Stored records
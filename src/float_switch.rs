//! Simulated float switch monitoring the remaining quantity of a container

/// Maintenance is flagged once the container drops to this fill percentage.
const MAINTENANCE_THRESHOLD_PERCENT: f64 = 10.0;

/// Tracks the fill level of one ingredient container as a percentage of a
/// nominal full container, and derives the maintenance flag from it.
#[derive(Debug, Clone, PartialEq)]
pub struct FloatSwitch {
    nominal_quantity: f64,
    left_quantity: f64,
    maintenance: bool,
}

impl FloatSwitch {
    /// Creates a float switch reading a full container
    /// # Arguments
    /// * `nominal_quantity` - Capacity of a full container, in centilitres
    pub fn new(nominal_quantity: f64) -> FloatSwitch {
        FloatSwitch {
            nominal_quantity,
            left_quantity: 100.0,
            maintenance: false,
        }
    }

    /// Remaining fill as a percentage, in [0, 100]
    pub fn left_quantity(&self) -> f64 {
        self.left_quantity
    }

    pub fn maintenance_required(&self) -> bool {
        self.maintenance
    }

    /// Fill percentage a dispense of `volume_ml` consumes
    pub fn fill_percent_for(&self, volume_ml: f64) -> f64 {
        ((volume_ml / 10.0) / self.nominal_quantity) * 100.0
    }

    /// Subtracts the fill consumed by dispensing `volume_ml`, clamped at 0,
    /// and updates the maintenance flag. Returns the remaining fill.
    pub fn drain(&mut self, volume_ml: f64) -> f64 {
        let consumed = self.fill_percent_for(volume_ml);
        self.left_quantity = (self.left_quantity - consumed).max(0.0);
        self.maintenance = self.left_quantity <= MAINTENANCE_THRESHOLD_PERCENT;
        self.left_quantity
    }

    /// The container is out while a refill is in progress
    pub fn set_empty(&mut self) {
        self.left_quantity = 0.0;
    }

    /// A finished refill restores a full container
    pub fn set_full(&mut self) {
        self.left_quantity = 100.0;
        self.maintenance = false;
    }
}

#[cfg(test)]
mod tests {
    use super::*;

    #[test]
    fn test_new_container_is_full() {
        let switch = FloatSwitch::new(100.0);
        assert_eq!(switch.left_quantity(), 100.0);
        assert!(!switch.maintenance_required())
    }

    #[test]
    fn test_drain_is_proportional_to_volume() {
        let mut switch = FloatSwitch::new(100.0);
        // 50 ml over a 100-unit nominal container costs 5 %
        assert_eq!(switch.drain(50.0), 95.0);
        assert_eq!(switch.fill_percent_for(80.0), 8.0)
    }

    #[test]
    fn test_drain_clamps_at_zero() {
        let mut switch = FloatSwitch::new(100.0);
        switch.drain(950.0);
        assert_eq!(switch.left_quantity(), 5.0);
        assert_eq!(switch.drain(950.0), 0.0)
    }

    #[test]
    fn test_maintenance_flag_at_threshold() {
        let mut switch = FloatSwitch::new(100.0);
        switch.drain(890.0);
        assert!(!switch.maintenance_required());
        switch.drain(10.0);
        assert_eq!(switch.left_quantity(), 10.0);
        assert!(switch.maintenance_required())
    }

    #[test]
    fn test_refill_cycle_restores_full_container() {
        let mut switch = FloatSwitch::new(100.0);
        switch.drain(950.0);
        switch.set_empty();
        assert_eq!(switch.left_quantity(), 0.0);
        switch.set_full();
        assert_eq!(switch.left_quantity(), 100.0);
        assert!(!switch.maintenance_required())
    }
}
==
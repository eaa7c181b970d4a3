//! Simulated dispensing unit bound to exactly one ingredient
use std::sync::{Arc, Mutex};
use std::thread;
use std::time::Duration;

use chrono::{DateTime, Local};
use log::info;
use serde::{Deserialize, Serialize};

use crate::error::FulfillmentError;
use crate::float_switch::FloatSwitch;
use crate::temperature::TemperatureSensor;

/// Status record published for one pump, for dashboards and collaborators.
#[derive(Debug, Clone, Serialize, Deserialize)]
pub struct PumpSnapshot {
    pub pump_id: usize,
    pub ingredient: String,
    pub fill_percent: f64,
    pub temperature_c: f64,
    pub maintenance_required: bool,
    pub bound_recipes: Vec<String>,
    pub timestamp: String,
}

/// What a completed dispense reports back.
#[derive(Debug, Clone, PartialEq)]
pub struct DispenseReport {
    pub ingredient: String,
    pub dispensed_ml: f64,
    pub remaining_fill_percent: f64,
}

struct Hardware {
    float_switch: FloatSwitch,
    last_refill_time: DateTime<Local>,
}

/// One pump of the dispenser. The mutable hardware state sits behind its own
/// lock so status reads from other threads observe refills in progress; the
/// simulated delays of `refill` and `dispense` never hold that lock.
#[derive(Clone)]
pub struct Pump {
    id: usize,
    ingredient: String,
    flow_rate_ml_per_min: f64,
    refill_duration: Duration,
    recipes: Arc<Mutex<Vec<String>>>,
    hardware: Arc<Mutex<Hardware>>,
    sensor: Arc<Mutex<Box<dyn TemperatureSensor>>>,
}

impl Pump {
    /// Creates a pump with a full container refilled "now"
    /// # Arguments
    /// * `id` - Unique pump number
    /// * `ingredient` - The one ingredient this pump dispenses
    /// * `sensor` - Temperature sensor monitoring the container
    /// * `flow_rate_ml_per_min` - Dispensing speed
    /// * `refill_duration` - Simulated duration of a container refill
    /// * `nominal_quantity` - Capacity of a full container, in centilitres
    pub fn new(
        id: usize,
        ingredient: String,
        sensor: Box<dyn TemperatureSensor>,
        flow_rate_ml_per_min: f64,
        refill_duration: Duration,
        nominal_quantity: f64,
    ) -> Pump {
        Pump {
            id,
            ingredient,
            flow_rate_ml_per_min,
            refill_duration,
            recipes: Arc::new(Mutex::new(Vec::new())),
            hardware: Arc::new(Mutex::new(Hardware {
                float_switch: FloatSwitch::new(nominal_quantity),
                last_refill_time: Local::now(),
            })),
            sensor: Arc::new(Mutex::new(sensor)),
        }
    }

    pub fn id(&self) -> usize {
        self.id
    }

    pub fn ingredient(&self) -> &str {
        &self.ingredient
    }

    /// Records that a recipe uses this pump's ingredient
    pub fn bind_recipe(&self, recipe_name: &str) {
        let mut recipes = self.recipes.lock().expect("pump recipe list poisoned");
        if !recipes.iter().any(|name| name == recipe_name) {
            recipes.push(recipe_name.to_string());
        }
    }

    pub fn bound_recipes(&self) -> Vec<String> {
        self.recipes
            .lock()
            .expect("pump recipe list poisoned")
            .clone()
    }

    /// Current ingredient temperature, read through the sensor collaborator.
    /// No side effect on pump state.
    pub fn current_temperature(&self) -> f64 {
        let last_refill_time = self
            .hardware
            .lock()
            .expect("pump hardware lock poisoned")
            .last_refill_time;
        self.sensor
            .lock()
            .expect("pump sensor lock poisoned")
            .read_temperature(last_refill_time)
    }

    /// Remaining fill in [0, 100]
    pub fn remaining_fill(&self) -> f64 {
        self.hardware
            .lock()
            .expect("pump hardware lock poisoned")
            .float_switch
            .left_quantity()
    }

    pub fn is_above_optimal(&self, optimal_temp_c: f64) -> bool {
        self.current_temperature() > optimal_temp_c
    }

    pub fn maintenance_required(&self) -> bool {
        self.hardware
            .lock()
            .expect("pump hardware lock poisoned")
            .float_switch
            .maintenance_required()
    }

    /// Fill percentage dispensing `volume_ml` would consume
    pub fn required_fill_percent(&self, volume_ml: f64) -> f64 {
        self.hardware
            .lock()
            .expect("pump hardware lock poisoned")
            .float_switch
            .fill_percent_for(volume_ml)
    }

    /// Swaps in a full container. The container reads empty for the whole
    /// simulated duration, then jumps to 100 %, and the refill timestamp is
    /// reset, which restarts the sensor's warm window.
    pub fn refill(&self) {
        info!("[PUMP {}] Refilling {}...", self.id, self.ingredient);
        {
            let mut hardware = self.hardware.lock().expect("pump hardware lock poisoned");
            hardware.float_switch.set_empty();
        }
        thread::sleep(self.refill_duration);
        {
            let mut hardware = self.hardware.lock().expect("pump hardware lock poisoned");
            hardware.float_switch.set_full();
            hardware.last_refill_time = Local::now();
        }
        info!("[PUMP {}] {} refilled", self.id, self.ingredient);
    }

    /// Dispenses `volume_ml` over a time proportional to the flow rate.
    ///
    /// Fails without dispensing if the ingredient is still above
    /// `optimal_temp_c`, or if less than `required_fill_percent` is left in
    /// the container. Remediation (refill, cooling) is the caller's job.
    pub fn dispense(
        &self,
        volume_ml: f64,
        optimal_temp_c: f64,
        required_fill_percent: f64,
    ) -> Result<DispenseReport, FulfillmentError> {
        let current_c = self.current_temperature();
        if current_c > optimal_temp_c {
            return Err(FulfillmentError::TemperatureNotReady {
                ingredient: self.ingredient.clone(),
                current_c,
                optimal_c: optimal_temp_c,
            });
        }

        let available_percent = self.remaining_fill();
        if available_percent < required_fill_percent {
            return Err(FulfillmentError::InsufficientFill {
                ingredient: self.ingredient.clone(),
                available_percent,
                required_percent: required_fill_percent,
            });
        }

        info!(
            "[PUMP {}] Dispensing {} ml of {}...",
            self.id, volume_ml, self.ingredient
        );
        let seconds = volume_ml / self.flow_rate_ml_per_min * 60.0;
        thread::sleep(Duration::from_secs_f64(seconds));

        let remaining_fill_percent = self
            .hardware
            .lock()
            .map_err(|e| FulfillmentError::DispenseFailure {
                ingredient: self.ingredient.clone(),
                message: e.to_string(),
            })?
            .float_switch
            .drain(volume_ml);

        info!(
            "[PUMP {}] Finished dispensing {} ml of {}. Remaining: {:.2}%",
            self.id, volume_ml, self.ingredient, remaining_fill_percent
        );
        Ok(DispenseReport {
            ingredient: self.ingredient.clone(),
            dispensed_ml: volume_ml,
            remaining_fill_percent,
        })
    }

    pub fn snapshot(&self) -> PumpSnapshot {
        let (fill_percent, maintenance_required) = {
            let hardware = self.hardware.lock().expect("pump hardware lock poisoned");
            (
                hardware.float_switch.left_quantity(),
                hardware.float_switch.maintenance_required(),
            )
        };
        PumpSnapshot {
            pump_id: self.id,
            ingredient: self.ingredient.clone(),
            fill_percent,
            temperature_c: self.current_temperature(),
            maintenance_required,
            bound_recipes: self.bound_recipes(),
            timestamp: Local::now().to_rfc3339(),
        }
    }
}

» **PROBLEM**: Among the records, find the lines that contain "FulfillmentError" and copy each of them.

» **EXERCISE RESPONSE**:
use crate::error::FulfillmentError;
    ) -> Result<DispenseReport, FulfillmentError> {
            return Err(FulfillmentError::TemperatureNotReady {
            return Err(FulfillmentError::InsufficientFill {
            .map_err(|e| FulfillmentError::DispenseFailure {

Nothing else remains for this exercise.